L’Inconnue possède peu de points communs avec les précédents films de Giuseppe Tornatore. Envolés le lyrisme romantique de Cinema Paradiso ou la douceur amère de Ils Vont Tous Bien, place à une histoire plus sombre et angoissante. On suit l’existence d’une réfugiée ukrainienne Irena qui s’est exilée en Italie à cause d’un passé trouble et tourmenté, dont on sait peu de choses, si ce n’est qu’elle a été esclave sexuelle pendant plusieurs années.
Une succession d’images défilent à l’écran sans qu’on en comprenne particulièrement la signification. Le comportement d’Irena interpelle.

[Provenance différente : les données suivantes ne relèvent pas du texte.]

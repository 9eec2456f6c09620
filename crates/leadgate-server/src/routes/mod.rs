//! HTTP route handlers.
//!
//! Public routes: `/v1/subscribe`, `/v1/documents/download`, `/v1/sys/health`.
//! Admin routes: `/v1/bot-detection/*`, behind [`admin_middleware`].

pub mod documents;
pub mod subscribe;
pub mod sys;
pub mod telemetry;

use std::sync::Arc;

use axum::Router;
use axum::http::{HeaderName, HeaderValue, Method, header};
use axum::middleware as axum_mw;
use tower_http::cors::{Any, CorsLayer};
use tower_http::set_header::SetResponseHeaderLayer;
use tower_http::trace::TraceLayer;

use crate::middleware::{ADMIN_TOKEN_HEADER, admin_middleware};
use crate::state::AppState;

/// Concurrent in-flight subscription requests.
const SUBSCRIBE_CONCURRENCY: usize = 64;

/// Build the Axum router with all routes and middleware.
pub fn build_router(state: Arc<AppState>) -> Router {
    let admin_routes = Router::new()
        .nest("/v1/bot-detection", telemetry::router())
        .route_layer(axum_mw::from_fn_with_state(
            Arc::clone(&state),
            admin_middleware,
        ));

    let subscribe_routes = Router::new()
        .nest("/v1", subscribe::router())
        .layer(tower::limit::ConcurrencyLimitLayer::new(SUBSCRIBE_CONCURRENCY));

    let cors = CorsLayer::new()
        .allow_origin(Any)
        .allow_methods([Method::GET, Method::POST, Method::DELETE])
        .allow_headers([
            header::CONTENT_TYPE,
            HeaderName::from_static(ADMIN_TOKEN_HEADER),
        ]);

    Router::new()
        .merge(subscribe_routes)
        .merge(admin_routes)
        .nest("/v1/documents", documents::router())
        .nest("/v1/sys", sys::router())
        .layer(TraceLayer::new_for_http())
        .layer(cors)
        .layer(SetResponseHeaderLayer::overriding(
            header::X_CONTENT_TYPE_OPTIONS,
            HeaderValue::from_static("nosniff"),
        ))
        .layer(SetResponseHeaderLayer::overriding(
            header::X_FRAME_OPTIONS,
            HeaderValue::from_static("DENY"),
        ))
        // The document download sets its own caching policy.
        .layer(SetResponseHeaderLayer::if_not_present(
            header::CACHE_CONTROL,
            HeaderValue::from_static("no-store"),
        ))
        .with_state(state)
}
//! Fallback document download: `GET /v1/documents/download?name=`
//!
//! Lets a subscriber fetch the personalized document when email delivery
//! failed or is not configured. The name goes through the same attribute
//! rules as the subscription form.

use std::sync::Arc;

use axum::extract::{Query, State};
use axum::http::header;
use axum::response::{IntoResponse, Response};
use axum::routing::get;
use axum::Router;
use serde::Deserialize;

use leadgate_core::config::DEFAULT_ATTRIBUTE_MIN_LEN;
use leadgate_core::payload::validate_display_name;

use crate::error::AppError;
use crate::state::AppState;

/// Build the `/v1/documents` router.
pub fn router() -> Router<Arc<AppState>> {
    Router::new().route("/download", get(download))
}

#[derive(Debug, Deserialize)]
pub struct DownloadQuery {
    #[serde(alias = "clinicName")]
    pub name: Option<String>,
}

/// Render the document for `name` and return it as an attachment.
async fn download(
    State(state): State<Arc<AppState>>,
    Query(query): Query<DownloadQuery>,
) -> Result<Response, AppError> {
    let name = query.name.as_deref().map(str::trim).unwrap_or_default();
    if name.chars().count() < DEFAULT_ATTRIBUTE_MIN_LEN {
        return Err(AppError::BadRequest("name is missing or too short".to_owned()));
    }
    validate_display_name(name).map_err(|e| AppError::BadRequest(e.to_string()))?;

    let document = state
        .renderer
        .render(name)
        .await
        .map_err(|e| AppError::Internal(e.to_string()))?;

    let disposition = format!(
        "attachment; filename=\"{}\"",
        state.renderer.file_name(name)
    );

    Ok((
        [
            (header::CONTENT_TYPE, state.renderer.content_type().to_owned()),
            (header::CONTENT_DISPOSITION, disposition),
            (header::CACHE_CONTROL, "public, max-age=3600".to_owned()),
        ],
        document,
    )
        .into_response())
}
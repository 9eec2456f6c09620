//! Admission decisions as recorded in telemetry.

use chrono::{DateTime, Utc};
use serde::ser::SerializeStruct;
use serde::{Serialize, Serializer};
use serde_json::{Map, Value};

/// Why an admission-control check rejected a submission.
#[derive(Debug, Clone, Copy, PartialEq, Eq, PartialOrd, Ord, Hash, Serialize)]
#[serde(rename_all = "SCREAMING_SNAKE_CASE")]
pub enum RejectionReason {
    HoneypotFilled,
    TooFast,
    TooSlow,
    NoFocusEvent,
    InsufficientInteraction,
    NoPointerMovement,
    InvalidTiming,
    UnknownSegment,
}

impl RejectionReason {
    /// Stable identifier used in logs, stats keys and exports.
    #[must_use]
    pub fn as_str(self) -> &'static str {
        match self {
            Self::HoneypotFilled => "HONEYPOT_FILLED",
            Self::TooFast => "TOO_FAST",
            Self::TooSlow => "TOO_SLOW",
            Self::NoFocusEvent => "NO_FOCUS_EVENT",
            Self::InsufficientInteraction => "INSUFFICIENT_INTERACTION",
            Self::NoPointerMovement => "NO_POINTER_MOVEMENT",
            Self::InvalidTiming => "INVALID_TIMING",
            Self::UnknownSegment => "UNKNOWN_SEGMENT",
        }
    }
}

impl std::fmt::Display for RejectionReason {
    fn fmt(&self, f: &mut std::fmt::Formatter<'_>) -> std::fmt::Result {
        f.write_str(self.as_str())
    }
}

/// Result of the admission checks.
#[derive(Debug, Clone, Copy, PartialEq, Eq)]
pub enum Decision {
    Admitted,
    Rejected(RejectionReason),
}

/// One evaluated submission.
#[derive(Debug, Clone, PartialEq)]
pub struct AdmissionOutcome {
    pub decision: Decision,
    /// Diagnostic values, e.g. measured elapsed time against the threshold.
    pub detail: Map<String, Value>,
    pub recorded_at: DateTime<Utc>,
    /// HMAC of the submitter's email. Never the address itself.
    pub email_fingerprint: String,
}

impl AdmissionOutcome {
    #[must_use]
    pub fn admitted(&self) -> bool {
        matches!(self.decision, Decision::Admitted)
    }

    #[must_use]
    pub fn rejection_reason(&self) -> Option<RejectionReason> {
        match self.decision {
            Decision::Admitted => None,
            Decision::Rejected(reason) => Some(reason),
        }
    }
}

impl Serialize for AdmissionOutcome {
    fn serialize<S: Serializer>(&self, serializer: S) -> Result<S::Ok, S::Error> {
        let mut s = serializer.serialize_struct("AdmissionOutcome", 5)?;
        s.serialize_field("admitted", &self.admitted())?;
        s.serialize_field("reason", &self.rejection_reason())?;
        s.serialize_field("detail", &self.detail)?;
        s.serialize_field("recorded_at", &self.recorded_at)?;
        s.serialize_field("email_fingerprint", &self.email_fingerprint)?;
        s.end()
    }
}

#[cfg(test)]
#[allow(clippy::unwrap_used)]
mod tests {
    use super::*;

    #[test]
    fn reason_serializes_as_identifier() {
        for reason in [
            RejectionReason::HoneypotFilled,
            RejectionReason::InsufficientInteraction,
            RejectionReason::NoPointerMovement,
            RejectionReason::UnknownSegment,
        ] {
            let json = serde_json::to_value(reason).unwrap();
            assert_eq!(json, Value::String(reason.as_str().to_owned()));
        }
    }

    #[test]
    fn outcome_serializes_flat() {
        let outcome = AdmissionOutcome {
            decision: Decision::Rejected(RejectionReason::TooFast),
            detail: Map::new(),
            recorded_at: Utc::now(),
            email_fingerprint: "abc".to_owned(),
        };
        let json = serde_json::to_value(&outcome).unwrap();
        assert_eq!(json["admitted"], false);
        assert_eq!(json["reason"], "TOO_FAST");
        assert_eq!(json["email_fingerprint"], "abc");

        let admitted = AdmissionOutcome {
            decision: Decision::Admitted,
            ..outcome
        };
        let json = serde_json::to_value(&admitted).unwrap();
        assert_eq!(json["admitted"], true);
        assert!(json["reason"].is_null());
    }
}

Pourquoi se rapprocher à tout prix d’une famille banale comme les Adacher, alors qu’on la devine être une femme traquée ? Quelle mystérieux lien la pousse à se comporter ainsi ? Un peu d’éclairage est apporté par les flashbacks qui viennent régulièrement hanter Irena et la laisse vulnérable et désemparée, incapable de simplement respirée. Vu son passé, elle a légitimement des difficultés à laisser ses souvenirs derrière elle.
Giuseppe Tornatore glisse avec succès vers un style qui lui est peu coutumier : le thriller. C’est très réussi, le scénario échappe aux conventions et garde une ligne directrice trouble mais cohérente, le casting est sobre et sans fausses notes et la musique colle avec soin aux péripéties de l’intrigue.

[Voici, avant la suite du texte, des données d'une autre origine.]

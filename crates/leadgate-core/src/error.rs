//! Error types for `leadgate-core`.
//!
//! Each error variant carries enough context to diagnose the problem from
//! server-side logs. None of them carry a raw email address, and provider
//! response bodies stay inside [`RegistryError`] / [`DeliveryError`] where the
//! HTTP layer never forwards them to clients.

/// A submission that fails shape validation or the segment attribute policy.
///
/// These precede the bot/human judgment and are never recorded to telemetry.
#[derive(Debug, Clone, PartialEq, Eq, thiserror::Error)]
pub enum PayloadError {
    /// The email address is syntactically invalid.
    #[error("invalid email address: {reason}")]
    InvalidEmail { reason: &'static str },

    /// The target segment is not one of the configured segments.
    #[error("unknown segment '{segment}'")]
    UnknownSegment { segment: String },

    /// A numeric field holds a negative or otherwise impossible value.
    #[error("invalid value for '{field}': {value}")]
    InvalidNumber { field: &'static str, value: i64 },

    /// The segment requires an attribute and none (or too short) was given.
    #[error("segment '{segment}' requires an attribute of at least {min_len} characters")]
    MissingAttribute { segment: String, min_len: usize },

    /// The supplied attribute breaks the length or character rules.
    #[error("invalid segment attribute: {reason}")]
    InvalidAttribute { reason: &'static str },
}

/// Errors from the contact registry collaborator.
#[derive(Debug, thiserror::Error)]
pub enum RegistryError {
    /// The provider answered with a non-success status.
    #[error("registry returned status {status}: {body}")]
    Provider { status: u16, body: String },

    /// The provider could not be reached or the response was unreadable.
    #[error("registry transport error: {reason}")]
    Transport { reason: String },

    /// The registry client is missing required configuration.
    #[error("registry not configured: {reason}")]
    NotConfigured { reason: String },
}

/// Errors from the document renderer.
#[derive(Debug, thiserror::Error)]
pub enum RenderError {
    /// The name cannot be placed on the document.
    #[error("cannot render document: {reason}")]
    InvalidName { reason: String },

    /// Rendering failed for any other reason.
    #[error("document rendering failed: {reason}")]
    Failed { reason: String },
}

/// Errors from the document delivery channel.
#[derive(Debug, thiserror::Error)]
pub enum DeliveryError {
    /// The delivery provider rejected the message.
    #[error("delivery provider returned status {status}: {body}")]
    Provider { status: u16, body: String },

    /// The delivery provider could not be reached.
    #[error("delivery transport error: {reason}")]
    Transport { reason: String },
}

/// Caller-facing outcome of a failed subscription attempt.
///
/// Admission-control reasons are collapsed into [`SubscribeError::Rejected`];
/// the specific heuristic only lives in telemetry.
#[derive(Debug, thiserror::Error)]
pub enum SubscribeError {
    /// The payload was malformed (shape or attribute policy).
    #[error("malformed submission: {0}")]
    Malformed(#[from] PayloadError),

    /// An admission-control check rejected the submission.
    #[error("submission rejected")]
    Rejected,

    /// The address is already registered on the target segment.
    #[error("email already subscribed")]
    AlreadySubscribed,

    /// The contact registry failed.
    #[error("registry failure: {0}")]
    Registry(#[from] RegistryError),
}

Qu’importe si la fin se révèle en demi-teinte. Le chemin parcouru pour l’atteindre est de toute beauté et vaut grandement le détour. La prestation de Kseniya Rappoport, actrice russe inconnue au bataillon est saisissante. Tour à tour seule, manipulatrice et protectrice, Irena est une femme que la vie a presque complètement détruite et qui l’a laissé ravagée de séquelles, mais qui malgré tout ce qu’elle a enduré continue à se battre avec opiniâtreté pour ce qui vaut encore la peine.

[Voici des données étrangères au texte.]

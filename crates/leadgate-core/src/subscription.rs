//! Subscription service: admission, registration, follow-up.
//!
//! The admission decision is final before the registry is contacted. A
//! registry failure or a duplicate contact never rewrites the recorded
//! decision, and the document follow-up runs on its own task after the
//! registration has been committed.

use std::collections::BTreeMap;
use std::sync::Arc;

use tokio::task::JoinHandle;
use tracing::{error, info};

use crate::error::SubscribeError;
use crate::followup::{DocumentFollowUp, FollowUpReport};
use crate::payload::SubmissionPayload;
use crate::pipeline::AdmissionPipeline;
use crate::registry::{ContactRegistry, Registration};

/// A committed subscription.
#[derive(Debug)]
pub struct Subscribed {
    pub segment: String,
    /// Handle of the document follow-up, when one was scheduled.
    pub follow_up: Option<JoinHandle<FollowUpReport>>,
}

/// Composes the admission pipeline with the registry and the follow-up.
pub struct SubscriptionService {
    pipeline: AdmissionPipeline,
    registry: Arc<dyn ContactRegistry>,
    follow_up: Option<Arc<DocumentFollowUp>>,
}

impl SubscriptionService {
    #[must_use]
    pub fn new(
        pipeline: AdmissionPipeline,
        registry: Arc<dyn ContactRegistry>,
        follow_up: Option<Arc<DocumentFollowUp>>,
    ) -> Self {
        Self {
            pipeline,
            registry,
            follow_up,
        }
    }

    #[must_use]
    pub fn pipeline(&self) -> &AdmissionPipeline {
        &self.pipeline
    }

    #[must_use]
    pub fn follow_up(&self) -> Option<&Arc<DocumentFollowUp>> {
        self.follow_up.as_ref()
    }

    /// Admit and register a submission.
    ///
    /// # Errors
    ///
    /// - [`SubscribeError::Malformed`] for shape or attribute violations
    /// - [`SubscribeError::Rejected`] when an admission check fails
    /// - [`SubscribeError::AlreadySubscribed`] for a duplicate contact
    /// - [`SubscribeError::Registry`] for any other registry failure
    pub async fn subscribe(&self, payload: &SubmissionPayload) -> Result<Subscribed, SubscribeError> {
        let outcome = self.pipeline.admit(payload).await?;
        if !outcome.admitted() {
            return Err(SubscribeError::Rejected);
        }

        let config = self.pipeline.config();
        // Admission guarantees a known segment with a list id.
        let (list_id, policy) = match config.segment(&payload.list_segment) {
            Some(policy) => match policy.list_id {
                Some(list_id) => (list_id, policy),
                None => return Err(SubscribeError::Rejected),
            },
            None => return Err(SubscribeError::Rejected),
        };

        let mut attributes = BTreeMap::new();
        if let Some(value) = payload.attribute() {
            attributes.insert(policy.attribute_key.clone(), value.to_owned());
        }

        let email = payload.normalized_email();
        let fingerprint = outcome.email_fingerprint;

        match self.registry.register(&email, list_id, &attributes).await {
            Ok(Registration::Created) => {
                info!(
                    fingerprint = %fingerprint,
                    segment = %payload.list_segment,
                    registry = self.registry.name(),
                    "subscriber registered"
                );
            }
            Ok(Registration::AlreadyExists) => {
                info!(
                    fingerprint = %fingerprint,
                    segment = %payload.list_segment,
                    "subscriber already registered"
                );
                return Err(SubscribeError::AlreadySubscribed);
            }
            Err(e) => {
                error!(
                    fingerprint = %fingerprint,
                    segment = %payload.list_segment,
                    registry = self.registry.name(),
                    error = %e,
                    "contact registration failed"
                );
                return Err(SubscribeError::Registry(e));
            }
        }

        let follow_up = match (&self.follow_up, payload.attribute()) {
            (Some(follow_up), Some(name)) if policy.delivers_document => {
                Some(follow_up.spawn(email, name.to_owned(), fingerprint))
            }
            _ => None,
        };

        Ok(Subscribed {
            segment: payload.list_segment.clone(),
            follow_up,
        })
    }
}

impl std::fmt::Debug for SubscriptionService {
    fn fmt(&self, f: &mut std::fmt::Formatter<'_>) -> std::fmt::Result {
        f.debug_struct("SubscriptionService")
            .field("pipeline", &self.pipeline)
            .field("registry", &self.registry.name())
            .field("follow_up", &self.follow_up)
            .finish()
    }
}
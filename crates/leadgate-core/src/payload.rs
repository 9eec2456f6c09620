//! Submission payload and its shape validation.
//!
//! The wire format is the signup form's JSON (camelCase). Field aliases keep
//! older form builds working (`listName`, `clinicName`, `formLoadTime`, ...).
//! Decoy values are read from `decoyFields` and from top-level keys named
//! after a decoy, since the form posts them as ordinary inputs.

use std::collections::{BTreeMap, BTreeSet};

use serde::Deserialize;
use serde_json::Value;

use crate::config::{AdmissionConfig, SegmentPolicy};
use crate::error::PayloadError;

/// Maximum accepted email length (RFC 5321 path limit).
const MAX_EMAIL_LEN: usize = 254;
/// Maximum local-part length.
const MAX_LOCAL_LEN: usize = 64;
/// Maximum segment attribute length after trimming.
pub const MAX_ATTRIBUTE_LEN: usize = 100;

/// The claim presented by a client wishing to subscribe.
#[derive(Debug, Clone, Default, Deserialize)]
#[serde(rename_all = "camelCase")]
pub struct SubmissionPayload {
    pub email: String,
    #[serde(alias = "listName")]
    pub list_segment: String,
    #[serde(default, alias = "clinicName")]
    pub segment_attribute: Option<String>,
    #[serde(default)]
    pub decoy_fields: BTreeMap<String, Value>,
    #[serde(alias = "formLoadTime")]
    pub form_rendered_at: i64,
    #[serde(default, alias = "formSubmitTime")]
    pub form_submitted_at: Option<i64>,
    pub interaction_count: i64,
    #[serde(alias = "hasFocusEvents")]
    pub had_focus_event: bool,
    #[serde(alias = "hasMouseMovement")]
    pub had_pointer_movement: bool,
    /// Any other top-level keys; decoys posted as plain inputs land here.
    #[serde(flatten)]
    pub extra: BTreeMap<String, Value>,
}

impl SubmissionPayload {
    /// Whether the named decoy carries any content, either in `decoyFields`
    /// or as a top-level key.
    #[must_use]
    pub fn decoy_filled(&self, name: &str) -> bool {
        self.decoy_fields.get(name).is_some_and(is_filled)
            || self.extra.get(name).is_some_and(is_filled)
    }

    /// Names of every filled decoy.
    ///
    /// Every entry of `decoyFields` is a decoy. Top-level keys only count
    /// when listed in `configured`, since the form also posts unrelated
    /// inputs at the top level.
    #[must_use]
    pub fn filled_decoys<'a>(&'a self, configured: &'a BTreeSet<String>) -> Vec<&'a str> {
        let mut filled: BTreeSet<&str> = self
            .decoy_fields
            .iter()
            .filter(|(_, value)| is_filled(value))
            .map(|(name, _)| name.as_str())
            .collect();
        filled.extend(
            configured
                .iter()
                .filter(|name| self.extra.get(name.as_str()).is_some_and(is_filled))
                .map(String::as_str),
        );
        filled.into_iter().collect()
    }

    /// The trimmed segment attribute, if any non-blank one was supplied.
    #[must_use]
    pub fn attribute(&self) -> Option<&str> {
        self.segment_attribute
            .as_deref()
            .map(str::trim)
            .filter(|s| !s.is_empty())
    }

    /// The email as it is sent downstream.
    #[must_use]
    pub fn normalized_email(&self) -> String {
        self.email.trim().to_ascii_lowercase()
    }
}

/// A string counts when non-empty; any other non-null JSON value counts.
fn is_filled(value: &Value) -> bool {
    match value {
        Value::Null => false,
        Value::String(s) => !s.is_empty(),
        _ => true,
    }
}

/// Step 1: basic type and format constraints.
///
/// Returns the policy of the target segment on success.
///
/// # Errors
///
/// Returns a [`PayloadError`] describing the first violated constraint.
pub fn validate_shape<'a>(
    payload: &SubmissionPayload,
    config: &'a AdmissionConfig,
) -> Result<&'a SegmentPolicy, PayloadError> {
    validate_email(payload.email.trim())?;

    let policy = config
        .segment(&payload.list_segment)
        .ok_or_else(|| PayloadError::UnknownSegment {
            segment: payload.list_segment.clone(),
        })?;

    if payload.form_rendered_at <= 0 {
        return Err(PayloadError::InvalidNumber {
            field: "formRenderedAt",
            value: payload.form_rendered_at,
        });
    }
    if let Some(submitted) = payload.form_submitted_at.filter(|v| *v < 0) {
        return Err(PayloadError::InvalidNumber {
            field: "formSubmittedAt",
            value: submitted,
        });
    }
    if payload.interaction_count < 0 {
        return Err(PayloadError::InvalidNumber {
            field: "interactionCount",
            value: payload.interaction_count,
        });
    }

    Ok(policy)
}

/// Step 2: the segment's attribute requirement plus the attribute charset.
///
/// # Errors
///
/// Returns [`PayloadError::MissingAttribute`] when a required attribute is
/// absent or too short, [`PayloadError::InvalidAttribute`] when a supplied
/// attribute breaks the length or character rules.
pub fn validate_attribute(
    payload: &SubmissionPayload,
    policy: &SegmentPolicy,
) -> Result<(), PayloadError> {
    match payload.attribute() {
        None if policy.requires_attribute => Err(PayloadError::MissingAttribute {
            segment: payload.list_segment.clone(),
            min_len: policy.attribute_min_len,
        }),
        None => Ok(()),
        Some(value) => {
            if policy.requires_attribute && value.chars().count() < policy.attribute_min_len {
                return Err(PayloadError::MissingAttribute {
                    segment: payload.list_segment.clone(),
                    min_len: policy.attribute_min_len,
                });
            }
            validate_display_name(value)
        }
    }
}

/// Length and charset rules shared by segment attributes and the document
/// download endpoint: letters, digits, whitespace, `-`, `'` and `.`.
///
/// # Errors
///
/// Returns [`PayloadError::InvalidAttribute`] on violation.
pub fn validate_display_name(value: &str) -> Result<(), PayloadError> {
    if value.chars().count() > MAX_ATTRIBUTE_LEN {
        return Err(PayloadError::InvalidAttribute {
            reason: "longer than 100 characters",
        });
    }
    if !value
        .chars()
        .all(|c| c.is_alphanumeric() || c.is_whitespace() || matches!(c, '-' | '\'' | '.'))
    {
        return Err(PayloadError::InvalidAttribute {
            reason: "contains characters outside letters, digits, spaces, - ' .",
        });
    }
    Ok(())
}

/// Syntactic email validation.
///
/// Deliberately narrower than RFC 5322: one `@`, a dot-separated domain with
/// at least two labels, no whitespace or control characters.
fn validate_email(email: &str) -> Result<(), PayloadError> {
    if email.is_empty() {
        return Err(PayloadError::InvalidEmail { reason: "empty" });
    }
    if email.len() > MAX_EMAIL_LEN {
        return Err(PayloadError::InvalidEmail { reason: "too long" });
    }
    if email.chars().any(|c| c.is_whitespace() || c.is_control()) {
        return Err(PayloadError::InvalidEmail {
            reason: "contains whitespace",
        });
    }

    let Some((local, domain)) = email.split_once('@') else {
        return Err(PayloadError::InvalidEmail { reason: "missing @" });
    };
    if domain.contains('@') {
        return Err(PayloadError::InvalidEmail {
            reason: "more than one @",
        });
    }
    if local.is_empty() || local.len() > MAX_LOCAL_LEN {
        return Err(PayloadError::InvalidEmail {
            reason: "invalid local part",
        });
    }
    if local.starts_with('.') || local.ends_with('.') || local.contains("..") {
        return Err(PayloadError::InvalidEmail {
            reason: "invalid local part",
        });
    }

    let labels: Vec<&str> = domain.split('.').collect();
    if labels.len() < 2 {
        return Err(PayloadError::InvalidEmail {
            reason: "domain has no dot",
        });
    }
    let label_ok = |label: &&str| {
        !label.is_empty()
            && !label.starts_with('-')
            && !label.ends_with('-')
            && label.chars().all(|c| c.is_alphanumeric() || c == '-')
    };
    if !labels.iter().all(label_ok) {
        return Err(PayloadError::InvalidEmail {
            reason: "invalid domain",
        });
    }
    if labels.last().is_some_and(|tld| tld.chars().count() < 2) {
        return Err(PayloadError::InvalidEmail {
            reason: "invalid top-level domain",
        });
    }

    Ok(())
}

L’Inconnue raconte le parcours glauque d’une femme ravagée par un destin injuste et qui cherche désespérément une raison d’avancer dans un monde qui ne lui en donne aucune. L’œuvre de Tornatore a beau être une fiction, le destin atroce d’Irena possède une part de vérité qu’il est presque impossible de contester et qui remue d’autant plus qu’on sait que d’autres femmes subissent le même sort dans une indifférence des plus totales. C’est peut-être que le réalisateur réussi véritablement son pari : sensibiliser sans en avoir l’air sur un sujet des plus méconnu et qui mérite pourtant grandement notre attention.